Go to the line below containing "pub struct XpBar" and print exactly from there through the line containing "area.y, &label, Style::default().fg(self.color));", both included. Print nothing else.

Top of Records for the exercise

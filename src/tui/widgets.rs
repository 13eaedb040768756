//! Custom widgets for the terminal UI

use ratatui::{
    buffer::Buffer,
    layout::Rect,
    style::{Color, Style},
    widgets::Widget,
};

/// XP progress bar with level and title readout
pub struct XpBar {
    xp: u32,
    max: u32,
    level: u32,
    title: String,
    color: Color,
}

impl XpBar {
    pub fn new(xp: u32, max: u32, level: u32, title: &str) -> Self {
        Self {
            xp,
            max,
            level,
            title: title.to_string(),
            color: Color::Green,
        }
    }

    pub fn color(mut self, color: Color) -> Self {
        self.color = color;
        self
    }
}

impl Widget for XpBar {
    fn render(self, area: Rect, buf: &mut Buffer) {
        if area.width < 8 || area.height < 1 {
            return;
        }

        let label = format!("Lvl {} - {} [{}/{} XP] ", self.level, self.title, self.xp, self.max);
        buf.set_string(area.x, area.y, &label, Style::default().fg(self.color));

        // Remaining width becomes the bar
        let bar_x = area.x + label.chars().count() as u16;
        if bar_x + 2 >= area.x + area.width {
            return;
        }
        let bar_width = area.width - label.chars().count() as u16 - 2;
        let filled = (self.xp.min(self.max) as u16 * bar_width) / self.max.max(1) as u16;

        buf.set_string(bar_x, area.y, "[", Style::default());
        buf.set_string(bar_x + 1 + bar_width, area.y, "]", Style::default());
        for x in 0..filled {
            buf.set_string(bar_x + 1 + x, area.y, "█", Style::default().fg(self.color));
        }
        for x in filled..bar_width {
            buf.set_string(bar_x + 1 + x, area.y, "░", Style::default().fg(Color::DarkGray));
        }
    }
}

Bottom of Records for the exercise

● **Response to the exercise**
pub struct XpBar {
    xp: u32,
    max: u32,
    level: u32,
    title: String,
    color: Color,
}

impl XpBar {
    pub fn new(xp: u32, max: u32, level: u32, title: &str) -> Self {
        Self {
            xp,
            max,
            level,
            title: title.to_string(),
            color: Color::Green,
        }
    }

    pub fn color(mut self, color: Color) -> Self {
        self.color = color;
        self
    }
}

impl Widget for XpBar {
    fn render(self, area: Rect, buf: &mut Buffer) {
        if area.width < 8 || area.height < 1 {
            return;
        }

        let label = format!("Lvl {} - {} [{}/{} XP] ", self.level, self.title, self.xp, self.max);
        buf.set_string(area.x, area.y, &label, Style::default().fg(self.color));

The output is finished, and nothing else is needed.